-- Extracted information follows --
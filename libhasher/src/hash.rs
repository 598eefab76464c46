use std::io::Read;

use camino::{Utf8Path, Utf8PathBuf};

use crate::alg::HashAlg;
use crate::common::{open_regular, unix_nanos, HASH_BUF_SIZE};
use crate::error::HasherError;

/// One computed fingerprint: which file, under which algorithm, the raw
/// digest bytes, and the file's mtime (unix seconds) when it was taken.
#[derive(Clone, Debug, PartialEq, Eq)]
pub struct Hash {
	pub path: Utf8PathBuf,
	pub alg: HashAlg,
	pub value: Vec<u8>,
	pub mtime: i64,
}

impl Hash {
	pub fn new(path: Utf8PathBuf, alg: HashAlg, value: Vec<u8>, mtime: i64) -> Self {
		Self { path, alg, value, mtime }
	}

	/// lowercase hex of the digest bytes
	pub fn hex(&self) -> String {
		hex::encode(&self.value)
	}

	pub fn basename(&self) -> &str {
		self.path.file_name().unwrap_or("")
	}

	/// manifest line: `<path>\t<basename>\t<mtime>\t<alg>:<hex>`
	pub fn tsv(&self) -> String {
		format!(
			"{}\t{}\t{}\t{}:{}",
			self.path,
			self.basename(),
			self.mtime,
			self.alg.name(),
			self.hex()
		)
	}

	pub fn has_same_value(&self, other: &Hash) -> bool {
		self.value == other.value
	}
}

/// Streams `r` through a fresh hasher in fixed-size chunks.
pub(crate) fn digest_stream<R: Read>(mut r: R, alg: HashAlg) -> std::io::Result<Vec<u8>> {
	let mut hasher = alg.hasher();
	let mut buf = vec![0u8; HASH_BUF_SIZE];
	loop {
		let n = r.read(&mut buf)?;
		if n == 0 {
			break;
		}
		hasher.update(&buf[..n]);
	}
	Ok(hasher.finalize().to_vec())
}

/// Hashes the contents of the regular file at `path`. The mtime is captured
/// after the read completes, not before.
pub fn calc_hash(path: &Utf8Path, alg: HashAlg) -> Result<Hash, HasherError> {
	let file = open_regular(path)?;
	let value = digest_stream(&file, alg).map_err(|e| HasherError::io(path, e))?;

	let meta = file.metadata().map_err(|e| HasherError::io(path, e))?;
	let modified = meta.modified().map_err(|e| HasherError::io(path, e))?;
	let mtime = unix_nanos(modified).div_euclid(1_000_000_000);

	Ok(Hash::new(path.to_owned(), alg, value, mtime))
}

#[cfg(test)]
mod tests {
	use super::*;
	use camino::Utf8PathBuf;
	use digest::Digest;
	use rand::RngCore;

	fn write_temp(contents: &[u8]) -> (tempfile::TempDir, Utf8PathBuf) {
		let dir = tempfile::tempdir().unwrap();
		let path = Utf8PathBuf::try_from(dir.path().join("data")).unwrap();
		std::fs::write(&path, contents).unwrap();
		(dir, path)
	}

	#[test]
	fn sha1_known_vector() {
		let (_dir, path) = write_temp(b"hello");
		let hash = calc_hash(&path, HashAlg::Sha1).unwrap();
		assert_eq!(hash.hex(), "aaf4c61ddcc5e8a2dabede0f3b482cd9aea9434d");
	}

	#[test]
	fn empty_file_hashes_to_empty_digest() {
		let (_dir, path) = write_temp(b"");
		let hash = calc_hash(&path, HashAlg::Sha1).unwrap();
		assert_eq!(hash.hex(), "da39a3ee5e6b4b0d3255bfef95601890afd80709");
	}

	#[test]
	fn chunk_boundary_does_not_change_digest() {
		// one byte past the streaming buffer size
		let mut contents = vec![0u8; HASH_BUF_SIZE + 1];
		rand::thread_rng().fill_bytes(&mut contents);
		let (_dir, path) = write_temp(&contents);

		let streamed = calc_hash(&path, HashAlg::Sha256).unwrap();
		let oneshot = sha2::Sha256::digest(&contents);
		assert_eq!(streamed.value, oneshot.to_vec());
	}

	#[test]
	fn identical_contents_hash_identically() {
		let (_dir_a, a) = write_temp(b"same bytes");
		let (_dir_b, b) = write_temp(b"same bytes");
		let ha = calc_hash(&a, HashAlg::Sha1).unwrap();
		let hb = calc_hash(&b, HashAlg::Sha1).unwrap();
		assert!(ha.has_same_value(&hb));
	}

	#[test]
	fn tsv_shape() {
		let hash = Hash::new(
			Utf8PathBuf::from("/t/a.txt"),
			HashAlg::Sha1,
			vec![0xaa, 0xf4],
			1700000000,
		);
		assert_eq!(hash.tsv(), "/t/a.txt\ta.txt\t1700000000\tsha1:aaf4");
	}

	#[test]
	fn rejects_directory() {
		let dir = tempfile::tempdir().unwrap();
		let path = Utf8PathBuf::try_from(dir.path().to_path_buf()).unwrap();
		assert!(matches!(
			calc_hash(&path, HashAlg::Sha1),
			Err(HasherError::NotRegularFile(_))
		));
	}
}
-- Extracted information concluded --
Starting from the top of the records and ending at the line that contains "algorithm, the raw", repeat each line exactly and return only those lines.

-- Response to this exercise --
filename libhasher/src/hash.rs
repository 598eefab76464c46
use std::io::Read;

use camino::{Utf8Path, Utf8PathBuf};

use crate::alg::HashAlg;
use crate::common::{open_regular, unix_nanos, HASH_BUF_SIZE};
use crate::error::HasherError;

/// One computed fingerprint: which file, under which algorithm, the raw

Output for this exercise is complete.